The following chart shows Gold Corp, symbol G.to, divided by an ETF that tracks the entire gold stocks sector, XGD.to:
The above chart shows how your profit and loss diagram would look like if you had bought shares of Gold Corp and short sold an equal dollar amount of XGD. With this type of strategy, you are not betting if the price of gold will rise or fall, since you could make money either way, so long as Gold Corp continues to outperform the index.
This type of strategy does not involve making forecasts or trying to predict what the future has in store. It only involves following the trend for as long as it lasts, and getting out when the trend ends.
The next charts show XGD by itself. As you can see, it is very choppy, trendless, and difficult to trade at this time:
One difficulty that trend traders sometimes face is that they need to wait for long periods of time before a major trend develops. But by using ratios, hundreds of combinations can be created, and trends can be found.
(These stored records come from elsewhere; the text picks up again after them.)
//! Authentication and profile

use super::{ResourceStream, fetch};
use crate::messages;
use gatepass_api::types::{AuthSession, LoginRequest, ProfileUpdate, RegisterRequest, User};
use gatepass_api::{ApiClient, ApiError, SessionStore};
use std::sync::Arc;

/// Sign-in, registration and the signed-in user's profile
///
/// Login and registration write the returned token and user id into the
/// session, so every later request is authenticated. The token itself never
/// leaves this repository.
#[derive(Clone, Debug)]
pub struct UserRepository {
    api: ApiClient,
}

impl UserRepository {
    /// Create a repository over `api`
    #[must_use]
    pub const fn new(api: ApiClient) -> Self {
        Self { api }
    }

    fn session(&self) -> &Arc<dyn SessionStore> {
        self.api.session()
    }

    /// Sign in and remember the session
    #[must_use]
    pub fn login(&self, request: LoginRequest) -> ResourceStream<User> {
        let api = self.api.clone();
        fetch("login", messages::LOGIN_FAILED, async move {
            let auth = api.login(&request).await?;
            Ok::<_, ApiError>(remember(&api, auth))
        })
    }

    /// Create an account and remember the session
    #[must_use]
    pub fn register(&self, request: RegisterRequest) -> ResourceStream<User> {
        let api = self.api.clone();
        fetch("register", messages::REGISTER_FAILED, async move {
            let auth = api.register(&request).await?;
            Ok::<_, ApiError>(remember(&api, auth))
        })
    }

    /// Profile of the signed-in user
    #[must_use]
    pub fn me(&self) -> ResourceStream<User> {
        let api = self.api.clone();
        fetch("current_user", messages::PROFILE_FAILED, async move {
            api.current_user().await
        })
    }

    /// Change profile fields
    #[must_use]
    pub fn update_profile(&self, update: ProfileUpdate) -> ResourceStream<User> {
        let api = self.api.clone();
        fetch("update_profile", messages::PROFILE_UPDATE_FAILED, async move {
            api.update_profile(&update).await
        })
    }

    /// Forget the token; the server is not told
    pub fn logout(&self) {
        self.session().clear_token();
        tracing::info!("Signed out");
    }

    /// Record that onboarding was shown
    pub fn complete_onboarding(&self) {
        self.session().set_onboarding_completed(true);
    }

    /// Whether onboarding was already completed
    #[must_use]
    pub fn onboarding_completed(&self) -> bool {
        self.session().onboarding_completed()
    }

    /// Whether requests currently carry a token
    #[must_use]
    pub fn is_signed_in(&self) -> bool {
        self.session().token().is_some()
    }
}

fn remember(api: &ApiClient, auth: AuthSession) -> User {
    let AuthSession { token, user } = auth;
    api.session().set_token(token);
    api.session().set_user_id(user.id.clone());
    tracing::info!(user_id = %user.id, "Signed in");
    user
}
By trend trading hedges, I feel that I significantly reduce the level of risk, and at the same time, extract money from the hedge by following the trend. Reducing risk is important, especially if you are dealing with Horizon ETFs, since these products are exceptionally volatile.
The chart below shows an ETF a have talked about a few times before, HNU.to. This ETF tracks the price of natural gas, and, as you can see, is one of the riskiest funds out there:
If you had made a $10,000 investment in this fund three weeks ago, it would have dipped to nearly $4,000 in a matter of days. This is why it is essential the manage risk, and cut losses short if the trend moves against you.